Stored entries
>>>

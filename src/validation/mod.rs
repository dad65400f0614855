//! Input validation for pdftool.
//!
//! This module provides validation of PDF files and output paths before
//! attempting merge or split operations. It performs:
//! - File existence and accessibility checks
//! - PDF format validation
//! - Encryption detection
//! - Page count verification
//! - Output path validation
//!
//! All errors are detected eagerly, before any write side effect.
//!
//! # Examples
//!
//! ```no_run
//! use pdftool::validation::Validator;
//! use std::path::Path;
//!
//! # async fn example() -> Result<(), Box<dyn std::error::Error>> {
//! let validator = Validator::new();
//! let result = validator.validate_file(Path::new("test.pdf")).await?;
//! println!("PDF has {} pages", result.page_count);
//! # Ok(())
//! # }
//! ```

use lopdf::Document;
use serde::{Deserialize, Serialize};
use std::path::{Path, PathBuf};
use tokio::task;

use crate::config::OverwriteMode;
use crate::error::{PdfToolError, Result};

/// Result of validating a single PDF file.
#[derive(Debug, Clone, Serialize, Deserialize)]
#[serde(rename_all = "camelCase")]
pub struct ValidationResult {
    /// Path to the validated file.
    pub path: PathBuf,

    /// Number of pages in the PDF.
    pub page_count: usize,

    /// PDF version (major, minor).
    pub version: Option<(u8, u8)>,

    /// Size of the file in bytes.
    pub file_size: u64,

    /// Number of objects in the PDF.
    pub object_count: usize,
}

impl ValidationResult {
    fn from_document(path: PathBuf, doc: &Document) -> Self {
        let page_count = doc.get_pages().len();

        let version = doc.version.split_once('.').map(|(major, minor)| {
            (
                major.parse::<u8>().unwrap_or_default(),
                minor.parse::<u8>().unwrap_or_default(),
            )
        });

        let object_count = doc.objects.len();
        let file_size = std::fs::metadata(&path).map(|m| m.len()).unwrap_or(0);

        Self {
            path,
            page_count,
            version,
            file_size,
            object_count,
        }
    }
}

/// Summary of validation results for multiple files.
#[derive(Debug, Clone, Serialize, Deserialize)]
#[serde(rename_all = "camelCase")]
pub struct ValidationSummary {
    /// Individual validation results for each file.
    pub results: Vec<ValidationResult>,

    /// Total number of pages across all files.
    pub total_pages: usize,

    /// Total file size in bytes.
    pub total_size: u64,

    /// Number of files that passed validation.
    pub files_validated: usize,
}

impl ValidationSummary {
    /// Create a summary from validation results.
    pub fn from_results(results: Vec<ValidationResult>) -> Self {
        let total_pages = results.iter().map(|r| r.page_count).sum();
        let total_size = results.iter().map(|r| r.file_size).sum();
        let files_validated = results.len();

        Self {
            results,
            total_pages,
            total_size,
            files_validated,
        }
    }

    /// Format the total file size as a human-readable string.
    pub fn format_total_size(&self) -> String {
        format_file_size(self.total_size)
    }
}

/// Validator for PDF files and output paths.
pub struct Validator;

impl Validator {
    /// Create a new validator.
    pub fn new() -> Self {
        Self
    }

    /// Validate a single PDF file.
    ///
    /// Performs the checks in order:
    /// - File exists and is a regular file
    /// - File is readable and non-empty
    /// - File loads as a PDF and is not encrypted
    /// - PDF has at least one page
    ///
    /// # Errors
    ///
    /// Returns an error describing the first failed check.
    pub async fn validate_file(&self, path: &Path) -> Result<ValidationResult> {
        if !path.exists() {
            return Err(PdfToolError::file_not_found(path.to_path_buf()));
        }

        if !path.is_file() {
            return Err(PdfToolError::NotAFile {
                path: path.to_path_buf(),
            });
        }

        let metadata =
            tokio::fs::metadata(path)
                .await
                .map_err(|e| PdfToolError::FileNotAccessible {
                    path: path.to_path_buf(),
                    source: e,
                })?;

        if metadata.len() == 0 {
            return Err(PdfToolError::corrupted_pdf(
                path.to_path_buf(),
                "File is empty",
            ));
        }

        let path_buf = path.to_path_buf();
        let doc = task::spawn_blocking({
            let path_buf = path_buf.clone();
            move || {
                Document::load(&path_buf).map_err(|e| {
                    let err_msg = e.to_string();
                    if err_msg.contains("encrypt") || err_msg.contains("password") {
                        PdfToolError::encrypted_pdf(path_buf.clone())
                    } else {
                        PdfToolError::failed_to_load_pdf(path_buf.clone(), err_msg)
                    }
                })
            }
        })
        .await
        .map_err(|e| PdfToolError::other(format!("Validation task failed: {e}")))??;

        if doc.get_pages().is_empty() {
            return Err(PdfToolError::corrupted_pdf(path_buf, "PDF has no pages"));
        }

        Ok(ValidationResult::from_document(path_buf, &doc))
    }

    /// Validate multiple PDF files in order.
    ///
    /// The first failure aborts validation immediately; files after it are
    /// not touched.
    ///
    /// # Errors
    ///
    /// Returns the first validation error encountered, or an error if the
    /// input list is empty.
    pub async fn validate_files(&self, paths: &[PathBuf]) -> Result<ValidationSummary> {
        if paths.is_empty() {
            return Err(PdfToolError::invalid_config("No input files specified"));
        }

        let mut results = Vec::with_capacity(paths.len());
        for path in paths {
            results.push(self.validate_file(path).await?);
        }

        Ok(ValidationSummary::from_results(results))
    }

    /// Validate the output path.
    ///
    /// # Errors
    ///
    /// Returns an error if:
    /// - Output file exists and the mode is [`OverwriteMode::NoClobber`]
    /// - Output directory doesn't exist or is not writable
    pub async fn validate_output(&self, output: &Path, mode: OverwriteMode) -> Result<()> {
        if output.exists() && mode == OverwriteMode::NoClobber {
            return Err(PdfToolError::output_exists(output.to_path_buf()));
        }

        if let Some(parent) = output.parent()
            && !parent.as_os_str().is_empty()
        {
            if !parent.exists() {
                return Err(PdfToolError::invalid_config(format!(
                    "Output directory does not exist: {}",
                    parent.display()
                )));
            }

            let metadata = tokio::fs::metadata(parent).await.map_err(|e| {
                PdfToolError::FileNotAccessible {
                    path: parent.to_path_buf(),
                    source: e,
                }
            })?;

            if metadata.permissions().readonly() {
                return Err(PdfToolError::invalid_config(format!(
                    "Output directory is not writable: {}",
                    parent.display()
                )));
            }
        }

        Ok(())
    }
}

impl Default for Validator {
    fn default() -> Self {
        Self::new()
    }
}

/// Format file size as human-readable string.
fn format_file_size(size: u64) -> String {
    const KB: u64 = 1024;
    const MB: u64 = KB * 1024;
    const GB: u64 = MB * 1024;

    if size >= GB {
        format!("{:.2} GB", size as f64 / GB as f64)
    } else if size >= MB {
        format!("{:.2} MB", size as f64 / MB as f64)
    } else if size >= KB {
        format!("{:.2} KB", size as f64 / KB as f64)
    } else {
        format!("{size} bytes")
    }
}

<<<

▸ **Task details**:
The expected reply is a number only, the tally of lines in the data where the word "bytes" is found.

▸ **Task response**:
3